# Advice to maximize use of severance pay



## Edge30 (Oct 27, 2012)

*** I'm new in this forum and I sent this message yesterday but it seems it didn't go through so I'm re-sending it.

I just got 'let go' from my company. I got a 28 weeks pay severance which I can elect to defer for payment in 2013. I will also receive my last payment + accrued vacations and others (this can't be deferred afaik).
I'm planning how to maximize this pay by reducing taxes and getting the most out of it possible.
Previously, I've already maximized my TFSA room: I have 20k (+interest) in it and another 20k (+interest) in my wife's TFSA (she doesn't work).
This is what I initially thought to do:

1. Ask my employer to defer 100% for pay till jan/2013
2. When it is paid, ask my employer to deposit 100% into my RRSP.
3. Of course, family will reduce expenses as possible.
4. Till EOY my family will use the last payment (which will include unpaid vacation and others) + withdrawals from my TFSA as needed. This should minimize my yearly income and 2012 taxes.
5. By EOY, any money left in my bank will go to RRSP to further reduce 2012 taxes.
5. In Jan/2013 I'd receive my severance pay into my RRSP
6. For 2013, I'll keep taking out from our TFSAs.
7. Early 2013 I should have some tax return to help me cope with expenses.
8. Around may/2013 I should start receiving EI right? then that'll help me withdraw less from TFSA
9. When TFSA are exhausted, withdraw from RRSP.

Does this plan sound like a good idea? It is simple but I don't know if I'm missing some piece of information.
- I've read in some forums that not all the severance can be put into RRSP, can anybody confirm if yes or no? I worked the last 6 years for this company.
- If not all the severance can be deposited into RRSP by my employer, I guess I can do it on myself after I receive it in my bank right? it'd be taxed before receiving it though but I can try recover the tax via increasing my RRSP contribution 2012.

Of course, the minute I step out the company I started looking for another job, I even got some phone calls already  so this plan is intended for worst scenario case.
Also, I do have plenty of room in my RRSP so that's no concern.

Any advices or adjustments to recommend?

Thanks


----------



## MrMatt (Dec 21, 2011)

If you are putting th payment in your RRSP, why wait till next year?
Put it in NOW, then claim the contribution whenever it makes sense.

If you expect to live on it, I'd max out the TFSA and put some in a normal unregisterred account. 
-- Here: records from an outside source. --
//! Entities, relationships and their provenance headers.
//!
//! Every instance carries its home metadata collection id and a version
//! counter. A copy stored anywhere other than its home is a reference copy;
//! only the home may originate changes to the authoritative instance.

use std::cmp::Ordering;
use std::collections::BTreeMap;

use serde::Deserialize;
use serde::Serialize;
use serde_json::Value;

use crate::ids::Guid;
use crate::ids::MetadataCollectionId;

#[derive(Debug, Clone, Copy, PartialEq, Eq, Hash, Default, Serialize, Deserialize)]
#[serde(rename_all = "snake_case")]
pub enum InstanceStatus {
    #[default]
    Active,
    /// Soft-deleted by the home repository.
    Deleted,
}

#[derive(Debug, Clone, PartialEq, Eq, Serialize, Deserialize)]
pub struct InstanceHeader {
    pub guid: Guid,
    pub type_name: String,
    pub home: MetadataCollectionId,
    pub version: u64,
    #[serde(default)]
    pub status: InstanceStatus,
    pub created_ms: u64,
    pub updated_ms: u64,
}

impl InstanceHeader {
    pub fn new(guid: Guid, type_name: impl Into<String>, home: MetadataCollectionId, now_ms: u64) -> Self {
        Self {
            guid,
            type_name: type_name.into(),
            home,
            version: 1,
            status: InstanceStatus::Active,
            created_ms: now_ms,
            updated_ms: now_ms,
        }
    }

    /// Whether a repository identified by `local` holds this as a reference copy.
    pub fn is_reference_copy_for(&self, local: &MetadataCollectionId) -> bool {
        &self.home != local
    }
}

/// Access to the provenance header shared by entities and relationships.
pub trait Instance: Clone + Send + Sync + 'static {
    fn header(&self) -> &InstanceHeader;

    fn header_mut(&mut self) -> &mut InstanceHeader;

    fn guid(&self) -> &Guid {
        &self.header().guid
    }

    fn version(&self) -> u64 {
        self.header().version
    }
}

#[derive(Debug, Clone, PartialEq, Eq, Serialize, Deserialize)]
pub struct Entity {
    pub header: InstanceHeader,
    #[serde(default)]
    pub properties: BTreeMap<String, Value>,
    #[serde(default, skip_serializing_if = "Vec::is_empty")]
    pub classifications: Vec<String>,
}

impl Entity {
    pub fn new(guid: Guid, type_name: impl Into<String>, home: MetadataCollectionId, now_ms: u64) -> Self {
        Self {
            header: InstanceHeader::new(guid, type_name, home, now_ms),
            properties: BTreeMap::new(),
            classifications: Vec::new(),
        }
    }

    pub fn with_property(mut self, key: impl Into<String>, value: impl Into<Value>) -> Self {
        self.properties.insert(key.into(), value.into());
        self
    }

    pub fn with_version(mut self, version: u64) -> Self {
        self.header.version = version;
        self
    }
}

impl Instance for Entity {
    fn header(&self) -> &InstanceHeader {
        &self.header
    }

    fn header_mut(&mut self) -> &mut InstanceHeader {
        &mut self.header
    }
}

#[derive(Debug, Clone, PartialEq, Eq, Serialize, Deserialize)]
pub struct Relationship {
    pub header: InstanceHeader,
    pub end1: Guid,
    pub end2: Guid,
    #[serde(default)]
    pub properties: BTreeMap<String, Value>,
}

impl Relationship {
    pub fn new(
        guid: Guid,
        type_name: impl Into<String>,
        home: MetadataCollectionId,
        end1: Guid,
        end2: Guid,
        now_ms: u64,
    ) -> Self {
        Self {
            header: InstanceHeader::new(guid, type_name, home, now_ms),
            end1,
            end2,
            properties: BTreeMap::new(),
        }
    }

    pub fn with_property(mut self, key: impl Into<String>, value: impl Into<Value>) -> Self {
        self.properties.insert(key.into(), value.into());
        self
    }

    pub fn with_version(mut self, version: u64) -> Self {
        self.header.version = version;
        self
    }

    pub fn touches(&self, entity: &Guid) -> bool {
        &self.end1 == entity || &self.end2 == entity
    }
}

impl Instance for Relationship {
    fn header(&self) -> &InstanceHeader {
        &self.header
    }

    fn header_mut(&mut self) -> &mut InstanceHeader {
        &mut self.header
    }
}

/// Result ordering requested by a query.
#[derive(Debug, Clone, Copy, PartialEq, Eq, Default, Serialize, Deserialize)]
#[serde(rename_all = "snake_case")]
pub enum SequencingOrder {
    #[default]
    Guid,
    LastUpdatedDesc,
    VersionDesc,
}

impl SequencingOrder {
    pub fn compare<T: Instance>(self, a: &T, b: &T) -> Ordering {
        let (ha, hb) = (a.header(), b.header());
        match self {
            SequencingOrder::Guid => ha.guid.cmp(&hb.guid),
            SequencingOrder::LastUpdatedDesc => hb.updated_ms.cmp(&ha.updated_ms).then_with(|| ha.guid.cmp(&hb.guid)),
            SequencingOrder::VersionDesc => hb.version.cmp(&ha.version).then_with(|| ha.guid.cmp(&hb.guid)),
        }
    }

    pub fn sort<T: Instance>(self, instances: &mut [T]) {
        instances.sort_by(|a, b| self.compare(a, b));
    }
}

/// How `property_equals` entries combine.
#[derive(Debug, Clone, Copy, PartialEq, Eq, Default, Serialize, Deserialize)]
#[serde(rename_all = "snake_case")]
pub enum MatchCriteria {
    #[default]
    All,
    Any,
    None,
}

/// Filter applied by `find_entities`.
///
/// Every populated field must match; `match_criteria` decides how the
/// individual `property_equals` entries combine. `text` is a case-insensitive substring
/// match over string-valued properties.
#[derive(Debug, Clone, Default, PartialEq, Serialize, Deserialize)]
pub struct SearchCriteria {
    #[serde(default, skip_serializing_if = "Option::is_none")]
    pub type_name: Option<String>,
    #[serde(default, skip_serializing_if = "Option::is_none")]
    pub home: Option<MetadataCollectionId>,
    #[serde(default, skip_serializing_if = "BTreeMap::is_empty")]
    pub property_equals: BTreeMap<String, Value>,
    #[serde(default, skip_serializing_if = "Option::is_none")]
    pub text: Option<String>,
    #[serde(default)]
    pub include_deleted: bool,
    #[serde(default)]
    pub match_criteria: MatchCriteria,
    #[serde(default)]
    pub sequencing: SequencingOrder,
}

impl SearchCriteria {
    pub fn all() -> Self {
        Self::default()
    }

    pub fn of_type(type_name: impl Into<String>) -> Self {
        Self {
            type_name: Some(type_name.into()),
            ..Self::default()
        }
    }

    pub fn homed_at(home: MetadataCollectionId) -> Self {
        Self {
            home: Some(home),
            include_deleted: true,
            ..Self::default()
        }
    }

    pub fn with_property(mut self, key: impl Into<String>, value: impl Into<Value>) -> Self {
        self.property_equals.insert(key.into(), value.into());
        self
    }

    pub fn with_text(mut self, text: impl Into<String>) -> Self {
        self.text = Some(text.into());
        self
    }

    pub fn with_match_criteria(mut self, match_criteria: MatchCriteria) -> Self {
        self.match_criteria = match_criteria;
        self
    }

    pub fn sequenced_by(mut self, order: SequencingOrder) -> Self {
        self.sequencing = order;
        self
    }

    fn matches_header(&self, header: &InstanceHeader) -> bool {
        if !self.include_deleted && header.status == InstanceStatus::Deleted {
            return false;
        }
        if let Some(type_name) = &self.type_name {
            if &header.type_name != type_name {
                return false;
            }
        }
        if let Some(home) = &self.home {
            if &header.home != home {
                return false;
            }
        }
        true
    }

    fn matches_properties(&self, properties: &BTreeMap<String, Value>) -> bool {
        let mut hits = self.property_equals.iter().map(|(k, v)| properties.get(k) == Some(v));
        let equals = match self.match_criteria {
            MatchCriteria::All => hits.all(|hit| hit),
            MatchCriteria::Any => self.property_equals.is_empty() || hits.any(|hit| hit),
            MatchCriteria::None => !hits.any(|hit| hit),
        };
        if !equals {
            return false;
        }
        match &self.text {
            None => true,
            Some(text) => {
                let needle = text.to_lowercase();
                properties.values().any(|v| v.as_str().is_some_and(|s| s.to_lowercase().contains(&needle)))
            }
        }
    }

    pub fn matches_entity(&self, entity: &Entity) -> bool {
        self.matches_header(&entity.header) && self.matches_properties(&entity.properties)
    }

    pub fn matches_relationship(&self, relationship: &Relationship) -> bool {
        self.matches_header(&relationship.header) && self.matches_properties(&relationship.properties)
    }
}

#[cfg(test)]
mod tests {
    use super::*;

    fn entity(guid: &str, version: u64, updated: u64) -> Entity {
        let mut e = Entity::new(Guid::new(guid), "Asset", "home".into(), 0).with_version(version);
        e.header.updated_ms = updated;
        e
    }

    #[test]
    fn test_reference_copy_detection() {
        let e = entity("g1", 1, 0);
        assert!(!e.header.is_reference_copy_for(&"home".into()));
        assert!(e.header.is_reference_copy_for(&"elsewhere".into()));
    }

    #[test]
    fn test_criteria_matching() {
        let e = entity("g1", 1, 0).with_property("name", "Customer Table").with_property("rows", 10);
        assert!(SearchCriteria::all().matches_entity(&e));
        assert!(SearchCriteria::of_type("Asset").matches_entity(&e));
        assert!(!SearchCriteria::of_type("Process").matches_entity(&e));
        assert!(SearchCriteria::all().with_text("customer").matches_entity(&e));
        assert!(!SearchCriteria::all().with_text("orders").matches_entity(&e));
        assert!(SearchCriteria::all().with_property("rows", 10).matches_entity(&e));
        assert!(!SearchCriteria::all().with_property("rows", 11).matches_entity(&e));
    }

    #[test]
    fn test_any_needs_one_matching_property() {
        let e = entity("g1", 1, 0).with_property("owner", "ops").with_property("rows", 10);
        let any = SearchCriteria::all().with_match_criteria(MatchCriteria::Any);
        assert!(any.clone().matches_entity(&e));
        assert!(any.clone().with_property("owner", "ops").with_property("rows", 11).matches_entity(&e));
        assert!(!any.clone().with_property("owner", "dev").with_property("rows", 11).matches_entity(&e));
        assert!(!any.with_property("owner", "ops").with_text("orders").matches_entity(&e));
        assert!(!SearchCriteria::all().with_property("owner", "ops").with_property("rows", 11).matches_entity(&e));
    }

    #[test]
    fn test_none_excludes_any_matching_property() {
        let e = entity("g1", 1, 0).with_property("owner", "ops").with_property("rows", 10);
        let none = SearchCriteria::all().with_match_criteria(MatchCriteria::None);
        assert!(none.clone().matches_entity(&e));
        assert!(none.clone().with_property("owner", "dev").with_property("missing", 1).matches_entity(&e));
        assert!(!none.with_property("owner", "dev").with_property("rows", 10).matches_entity(&e));
    }

    #[test]
    fn test_match_criteria_defaults_to_all_when_absent() {
        let criteria: SearchCriteria = serde_json::from_str(r#"{"property_equals":{"rows":10}}"#).unwrap();
        assert_eq!(criteria.match_criteria, MatchCriteria::All);
        let any: SearchCriteria = serde_json::from_str(r#"{"match_criteria":"any"}"#).unwrap();
        assert_eq!(any.match_criteria, MatchCriteria::Any);
    }

    #[test]
    fn test_deleted_instances_hidden_by_default() {
        let mut e = entity("g1", 2, 0);
        e.header.status = InstanceStatus::Deleted;
        assert!(!SearchCriteria::all().matches_entity(&e));
        assert!(SearchCriteria::homed_at("home".into()).matches_entity(&e));
    }

    #[test]
    fn test_sequencing_orders() {
        let mut items = vec![entity("b", 1, 30), entity("a", 3, 10), entity("c", 2, 20)];

        SequencingOrder::Guid.sort(&mut items);
        assert_eq!(items.iter().map(|e| e.guid().as_str()).collect::<Vec<_>>(), ["a", "b", "c"]);

        SequencingOrder::LastUpdatedDesc.sort(&mut items);
        assert_eq!(items.iter().map(|e| e.guid().as_str()).collect::<Vec<_>>(), ["b", "c", "a"]);

        SequencingOrder::VersionDesc.sort(&mut items);
        assert_eq!(items.iter().map(|e| e.guid().as_str()).collect::<Vec<_>>(), ["a", "c", "b"]);
    }
}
I think it is generally a bad idea to use RRSPs for short term savings for 2 reasons.
1. You permanently lose the contribution room.
2. The tax savings for a low risk investment over a year or so are negligible. A GIC or equivalent risk investment will only return maybe 2% a year, even at a 50% tax bracket your tax savings is 1% of the principal per year, which is not worth the trouble.

I'd review with Service Canada (I think they adminster EI) what the rules are, what your benefits will be etc.. You should likely start claiming EI as soon as you can.


----------



## 0xCC (Jan 5, 2012)

Apply for EI now, you should start getting it before the end of the year. It won't be all that much but it will help. I think the max you can get is between $700 and $800 every two weeks. If you don't need it this year you can probably defer it until January but I am pretty sure there is a time limit for applying so look into that this week.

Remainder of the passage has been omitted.